GIVEN DATA Block Start

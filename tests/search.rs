//! Search and replace through a range

mod common;

use common::input_doc;
use exrange::ex::OptionName;
use exrange::{Bounds, SearchError, TextRange};

const TEXT: &str = "One\nTwo\nThree";

fn range(text: &str) -> TextRange {
    TextRange::new(&input_doc(text))
}

// ========================================================================
// Find
// ========================================================================

#[test]
fn test_find_moves_to_next_match_and_wraps() {
    let mut r = range(TEXT);
    assert_eq!(r.matched(), None);
    assert!(r.find("T", "").unwrap());
    assert_eq!(r.bounds(), Bounds::new(4, 5));
    assert_eq!(r.matched(), Some(true));

    assert!(r.find("T", "").unwrap());
    assert_eq!(r.bounds(), Bounds::new(8, 9));

    // wrapscan is on by default
    assert!(r.find("T", "").unwrap());
    assert_eq!(r.bounds(), Bounds::new(4, 5));
}

#[test]
fn test_find_without_wrap_keeps_bounds() {
    let mut r = range(TEXT);
    r.set_bounds((8, 9));
    assert!(!r.find("T", "W").unwrap());
    assert_eq!(r.bounds(), Bounds::new(8, 9));
    assert_eq!(r.matched(), Some(false));

    assert!(!r.find_next("T", true, false).unwrap());
}

#[test]
fn test_single_match_never_repeats() {
    let mut r = range("abc needle xyz");
    assert!(r.find("needle", "").unwrap());
    let first = r.bounds();
    assert!(!r.find("needle", "").unwrap());
    assert_eq!(r.bounds(), first);

    // from elsewhere it is found again
    r.set_bounds((0, 0));
    assert!(r.find("needle", "").unwrap());
}

#[test]
fn test_find_backward() {
    let mut r = range("ab ab ab");
    r.set_bounds((8, 8));
    assert!(r.find("ab", "b").unwrap());
    assert_eq!(r.bounds(), Bounds::new(6, 8));
    assert!(r.find_next("ab", false, true).unwrap());
    assert_eq!(r.bounds(), Bounds::new(3, 5));
    assert!(r.find("ab", "b").unwrap());
    assert_eq!(r.bounds(), Bounds::new(0, 2));

    // wraps to the last occurrence
    assert!(r.find("ab", "b").unwrap());
    assert_eq!(r.bounds(), Bounds::new(6, 8));
}

#[test]
fn test_find_case_flags_and_option() {
    let doc = input_doc(TEXT);
    let mut r = TextRange::new(&doc);
    assert!(!r.find("one", "").unwrap());
    assert!(r.find("one", "i").unwrap());
    assert_eq!(r.bounds(), Bounds::new(0, 3));

    doc.borrow_mut()
        .options_mut()
        .set_flag(OptionName::Ignorecase, true)
        .unwrap();
    r.set_bounds((0, 0));
    assert!(r.find("ONE", "").unwrap());
    // uppercase flag turns the option back off
    r.set_bounds((0, 0));
    assert!(!r.find("ONE", "I").unwrap());
}

#[test]
fn test_find_sticky_and_restricted() {
    let mut r = range(TEXT);
    assert!(r.find("One", "y").unwrap());
    assert_eq!(r.bounds(), Bounds::new(0, 3));
    assert!(!r.find("Two", "y").unwrap());

    r.set_line(3);
    assert!(r.find("e", "r").unwrap());
    assert_eq!(r.bounds(), Bounds::new(11, 12));

    // nothing outside the bounds
    r.set_line(2);
    assert!(!r.find("e", "r").unwrap());
}

#[test]
fn test_find_multiline_anchors() {
    let mut r = range(TEXT);
    assert!(!r.find("^Two", "").unwrap());
    assert!(r.find("^Two", "m").unwrap());
    assert_eq!(r.bounds(), Bounds::new(4, 7));
}

#[test]
fn test_find_literal_without_magic() {
    let mut r = range("a.b axb");
    r.set_bounds((1, 1));
    assert!(r.find("a.b", "X").unwrap());
    assert_eq!(r.bounds(), Bounds::new(0, 3));
    assert!(!r.find("a.b", "X").unwrap());
}

#[test]
fn test_find_errors() {
    let mut r = range(TEXT);
    assert!(matches!(r.find("(", ""), Err(SearchError::Pattern(_))));
    assert!(matches!(r.find("x", "q"), Err(SearchError::BadFlag('q'))));
}

// ========================================================================
// Replace
// ========================================================================

#[test]
fn test_replace_inside_bounds() {
    let doc = input_doc(TEXT);
    let mut r = TextRange::new(&doc);
    r.set_lines(2, 3);
    assert_eq!(r.replace("[et]", "*", "i", true).unwrap(), 4);
    assert_eq!(doc.borrow().text(), "One\n*wo\n*hr**");
    assert_eq!(r.text(), "*wo\n*hr**");
}

#[test]
fn test_replace_first_or_last() {
    let doc = input_doc("aXbXc");
    let mut r = TextRange::with_bounds(&doc, (0, 5));
    assert_eq!(r.replace("X", "-", "", false).unwrap(), 1);
    assert_eq!(doc.borrow().text(), "a-bXc");

    r.set_bounds((0, 5));
    assert_eq!(r.replace("[X-]", "+", "b", false).unwrap(), 1);
    assert_eq!(doc.borrow().text(), "a-b+c");
}

#[test]
fn test_replace_no_match_leaves_text() {
    let doc = input_doc(TEXT);
    let mut r = TextRange::with_bounds(&doc, (0, 3));
    assert_eq!(r.replace("Two", "2", "", true).unwrap(), 0);
    assert_eq!(doc.borrow().text(), TEXT);
    assert!(doc.borrow().history().is_empty());
}

#[test]
fn test_replace_template_escapes() {
    let doc = input_doc("bob@host");
    let mut r = TextRange::with_bounds(&doc, (0, 8));
    r.replace(r"(\w+)@(\w+)", r"\2 at \u\1 (&)", "", false).unwrap();
    assert_eq!(doc.borrow().text(), "host at Bob (bob@host)");

    let doc = input_doc("shout");
    let mut r = TextRange::with_bounds(&doc, (0, 5));
    r.replace("h.*", r"\U&\E!", "", false).unwrap();
    assert_eq!(doc.borrow().text(), "sHOUT!");
}

#[test]
fn test_replace_literal_without_magic() {
    let doc = input_doc("a.b axb");
    let mut r = TextRange::with_bounds(&doc, (0, 7));
    r.replace("a.b", r"[\&]", "X", true).unwrap();
    assert_eq!(doc.borrow().text(), "[a.b] axb");
}

#[test]
fn test_replace_sees_context_before_bounds() {
    // the word boundary before "cat" is decided by the text outside the range
    let doc = input_doc("concat cat");
    let mut r = TextRange::with_bounds(&doc, (3, 10));
    assert_eq!(r.replace(r"\bcat", "dog", "", true).unwrap(), 1);
    assert_eq!(doc.borrow().text(), "concat dog");
}
//! Edit history (undo/redo) fed by document change notifications.

use std::fmt;

use tracing::trace;

use crate::diff::TextChange;

/// What produced a change. Undo and redo tag their own edits so the history
/// does not record them again.
#[derive(Debug, Clone, Copy, PartialEq, Eq, Hash, Default)]
pub enum EditKind {
    /// Plain typing
    InsertText,
    InsertFromPaste,
    DeleteBackward,
    DeleteForward,
    /// Programmatic replacement through a range
    #[default]
    Replace,
    /// Edit performed by an ex command
    Command,
    HistoryUndo,
    HistoryRedo,
}

impl EditKind {
    pub fn as_str(&self) -> &'static str {
        match self {
            EditKind::InsertText => "insertText",
            EditKind::InsertFromPaste => "insertFromPaste",
            EditKind::DeleteBackward => "deleteContentBackward",
            EditKind::DeleteForward => "deleteContentForward",
            EditKind::Replace => "insertReplacementText",
            EditKind::Command => "command",
            EditKind::HistoryUndo => "historyUndo",
            EditKind::HistoryRedo => "historyRedo",
        }
    }

    /// Edits replayed from the history itself
    pub fn is_history(&self) -> bool {
        matches!(self, EditKind::HistoryUndo | EditKind::HistoryRedo)
    }
}

impl fmt::Display for EditKind {
    fn fmt(&self, f: &mut fmt::Formatter<'_>) -> fmt::Result {
        f.write_str(self.as_str())
    }
}

/// One history entry
#[derive(Debug, Clone, PartialEq, Eq)]
pub struct EditRecord {
    pub kind: EditKind,
    pub change: TextChange,
}

impl EditRecord {
    /// Can `next` be folded into this record? Only single-char typing that
    /// continues exactly where the previous typing ended.
    fn absorbs(&self, kind: EditKind, next: &TextChange) -> bool {
        kind == EditKind::InsertText
            && self.kind == EditKind::InsertText
            && self.change.old_text.is_empty()
            && next.old_text.is_empty()
            && next.new_len() == 1
            && self.change.new_end() == next.start
    }
}

/// Bounded back/forward list of edit records.
///
/// `position` is 1-indexed: 0 means "at the origin, nothing to undo", and
/// `states[position - 1]` is the most recently applied record.
#[derive(Debug, Clone)]
pub struct EditHistory {
    states: Vec<EditRecord>,
    position: usize,
    max_depth: usize,
    /// Set after undo/redo so the next typing starts a new entry
    sealed: bool,
}

impl Default for EditHistory {
    fn default() -> Self {
        Self::new()
    }
}

impl EditHistory {
    /// Create a new edit history with default max depth
    pub fn new() -> Self {
        Self::with_max_depth(100)
    }

    /// Create a new edit history with specified max depth
    pub fn with_max_depth(max_depth: usize) -> Self {
        Self {
            states: Vec::new(),
            position: 0,
            max_depth: max_depth.max(1),
            sealed: false,
        }
    }

    /// Record a change. Unchanged diffs and history replays are ignored;
    /// anything recorded discards the redo tail.
    pub fn push(&mut self, kind: EditKind, change: &TextChange) {
        if change.unchanged || kind.is_history() {
            return;
        }
        self.states.truncate(self.position);

        if !self.sealed {
            if let Some(last) = self.states.last_mut() {
                if last.absorbs(kind, change) {
                    last.change.new_text.push_str(&change.new_text);
                    trace!(text = %last.change.new_text, "coalesced typing");
                    return;
                }
            }
        }

        self.states.push(EditRecord {
            kind,
            change: change.clone(),
        });
        while self.states.len() > self.max_depth {
            self.states.remove(0);
        }
        self.position = self.states.len();
        self.sealed = false;
    }

    /// Step back; returns the record to revert, `None` at the origin
    pub fn back(&mut self) -> Option<&EditRecord> {
        if self.position == 0 {
            return None;
        }
        self.position -= 1;
        self.sealed = true;
        self.states.get(self.position)
    }

    /// Step forward; returns the record to re-apply, `None` at the end
    pub fn forward(&mut self) -> Option<&EditRecord> {
        if self.position == self.states.len() {
            return None;
        }
        self.position += 1;
        self.sealed = true;
        self.states.get(self.position - 1)
    }

    /// The most recently applied record
    pub fn state(&self) -> Option<&EditRecord> {
        self.position.checked_sub(1).and_then(|i| self.states.get(i))
    }

    /// 1-indexed position, 0 at the origin
    pub fn position(&self) -> usize {
        self.position
    }

    pub fn len(&self) -> usize {
        self.states.len()
    }

    pub fn is_empty(&self) -> bool {
        self.states.is_empty()
    }

    pub fn can_undo(&self) -> bool {
        self.position > 0
    }

    pub fn can_redo(&self) -> bool {
        self.position < self.states.len()
    }

    /// Force the next edit into a new entry
    pub fn seal(&mut self) {
        self.sealed = true;
    }

    /// Clear all history
    pub fn clear(&mut self) {
        self.states.clear();
        self.position = 0;
        self.sealed = false;
    }
}
//! Flat-text surface for inputs and text areas.

use crate::bounds::Bounds;
use crate::util::text::{char_len, char_slice, char_to_byte, line_at};

use super::{Surface, SurfaceKind, Viewport};

/// Surface wrapping a `String` value with a native selection
/// (`selectionStart` / `selectionEnd` in char offsets).
#[derive(Debug, Clone, Default)]
pub struct InputSurface {
    value: String,
    selection: Bounds,
    viewport: Viewport,
}

impl InputSurface {
    pub fn new() -> Self {
        Self::default()
    }

    /// Create an InputSurface from a string slice
    pub fn from_text(s: &str) -> Self {
        Self {
            value: s.to_string(),
            ..Self::default()
        }
    }

    /// Access the underlying value
    pub fn as_str(&self) -> &str {
        &self.value
    }
}

impl Surface for InputSurface {
    fn kind(&self) -> SurfaceKind {
        SurfaceKind::Input
    }

    fn len_chars(&self) -> usize {
        char_len(&self.value)
    }

    fn text(&self) -> String {
        self.value.clone()
    }

    fn slice(&self, start: usize, end: usize) -> String {
        char_slice(&self.value, start, end).to_string()
    }

    fn replace(&mut self, start: usize, end: usize, text: &str) {
        let start_byte = char_to_byte(&self.value, start);
        let end_byte = char_to_byte(&self.value, end.max(start));
        self.value.replace_range(start_byte..end_byte, text);
        let caret = start.min(self.len_chars()) + char_len(text);
        self.selection = Bounds::collapsed(caret);
    }

    fn selection(&self) -> Option<Bounds> {
        Some(self.selection.clamp(self.len_chars()))
    }

    fn set_selection(&mut self, bounds: Bounds) {
        self.selection = bounds.clamp(self.len_chars());
    }

    fn visual_line(&self, offset: usize) -> usize {
        line_at(&self.value, offset) - 1
    }

    fn viewport(&self) -> &Viewport {
        &self.viewport
    }

    fn viewport_mut(&mut self) -> &mut Viewport {
        &mut self.viewport
    }
}
//! Tracing setup for the command-line host
//!
//! # Usage
//!
//! Configure via RUST_LOG environment variable:
//! - `RUST_LOG=debug` - all debug logs
//! - `RUST_LOG=exrange::ex=debug` - command dispatch only
//! - `RUST_LOG=exrange::live=trace` - live range rebasing
//!
//! # Log Files
//!
//! Logs are written to `~/.config/exrange/logs/exrange.log` with daily rotation.
//! File logging uses debug level by default for more verbose troubleshooting.

use tracing_subscriber::{fmt, layer::SubscriberExt, util::SubscriberInitExt, EnvFilter, Layer};

use crate::config_paths::LOG_FILE_PREFIX;

/// Initialize tracing subscriber with console and file logging
///
/// Console output respects RUST_LOG (default `warn`). File logging writes to
/// `~/.config/exrange/logs/exrange.log` with daily rotation; when the log
/// directory cannot be created only the console layer is installed.
pub fn init() {
    let console_filter =
        EnvFilter::try_from_default_env().unwrap_or_else(|_| EnvFilter::new("warn"));

    // Console layer - respects RUST_LOG, kept off stdout so command output stays clean
    let console_layer = fmt::layer()
        .with_writer(std::io::stderr)
        .with_target(true)
        .with_line_number(true)
        .with_filter(console_filter);

    // File layer - always debug level for troubleshooting
    let file_layer = match crate::config_paths::ensure_logs_dir() {
        Ok(logs_dir) => {
            let file_appender = tracing_appender::rolling::daily(logs_dir, LOG_FILE_PREFIX);
            Some(
                fmt::layer()
                    .with_writer(file_appender)
                    .with_ansi(false)
                    .with_target(true)
                    .with_line_number(true)
                    .with_filter(EnvFilter::new("debug")),
            )
        }
        Err(e) => {
            eprintln!("Warning: Could not initialize file logging: {}", e);
            None
        }
    };

    // a second init (tests, embedding hosts) keeps the first subscriber
    if let Err(e) = tracing_subscriber::registry()
        .with(console_layer)
        .with(file_layer)
        .try_init()
    {
        tracing::debug!(error = %e, "tracing already initialized");
    }
}
//! Error taxonomy for ranges, search and the ex interpreter.

use thiserror::Error;

use crate::surface::SurfaceKind;

/// Contract violations raised by the range layer. Offsets never produce
/// errors (they are clamped); these cover operations that cannot be honored.
#[derive(Debug, Error)]
pub enum RangeError {
    #[error("{operation} is not supported by {kind} surfaces")]
    UnsupportedOperation {
        operation: &'static str,
        kind: SurfaceKind,
    },
    #[error("unknown bounds function: {0}")]
    UnknownBounds(String),
    #[error("bad arguments for bounds function {name}: {reason}")]
    BadBoundsArgs { name: &'static str, reason: String },
    #[error(transparent)]
    Search(#[from] SearchError),
}

/// Pattern compilation and flag errors. A search that simply finds nothing
/// is not an error.
#[derive(Debug, Error)]
pub enum SearchError {
    #[error("invalid pattern: {0}")]
    Pattern(#[from] regex::Error),
    #[error("unknown search flag: {0}")]
    BadFlag(char),
}

/// The user dismissed a prompt.
#[derive(Debug, Clone, Copy, Error, PartialEq, Eq)]
#[error("cancelled")]
pub struct Cancelled;

/// Everything an ex command can fail with.
#[derive(Debug, Error)]
pub enum ExError {
    #[error("{0}")]
    Parse(String),
    #[error("not an editor command: {0}")]
    UnknownCommand(String),
    #[error("ambiguous address: {0}")]
    AmbiguousAddress(String),
    #[error("mark not set: {0}")]
    MarkNotSet(String),
    #[error("pattern not found: {0}")]
    PatternNotFound(String),
    #[error("no previous regular expression")]
    NoPreviousPattern,
    #[error("{0}")]
    BadOption(String),
    #[error("register {0} is empty")]
    EmptyRegister(char),
    #[error("{0}")]
    Refused(String),
    #[error("{message}")]
    Persistence {
        message: String,
        #[source]
        source: anyhow::Error,
    },
    #[error("cancelled")]
    Cancelled,
    #[error(transparent)]
    Range(#[from] RangeError),
    #[error(transparent)]
    Search(#[from] SearchError),
}

impl From<Cancelled> for ExError {
    fn from(_: Cancelled) -> Self {
        ExError::Cancelled
    }
}

impl ExError {
    pub fn parse(message: impl Into<String>) -> Self {
        ExError::Parse(message.into())
    }

    pub fn is_cancelled(&self) -> bool {
        matches!(self, ExError::Cancelled)
    }
}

GIVEN DATA Block End

- ACTIVITY -
Note every line in the material with "PartialEq" and copy it.

- FINISHED TASK -
#[derive(Debug, Clone, Copy, PartialEq, Eq, Hash, Default)]
#[derive(Debug, Clone, PartialEq, Eq)]
#[derive(Debug, Clone, Copy, Error, PartialEq, Eq)]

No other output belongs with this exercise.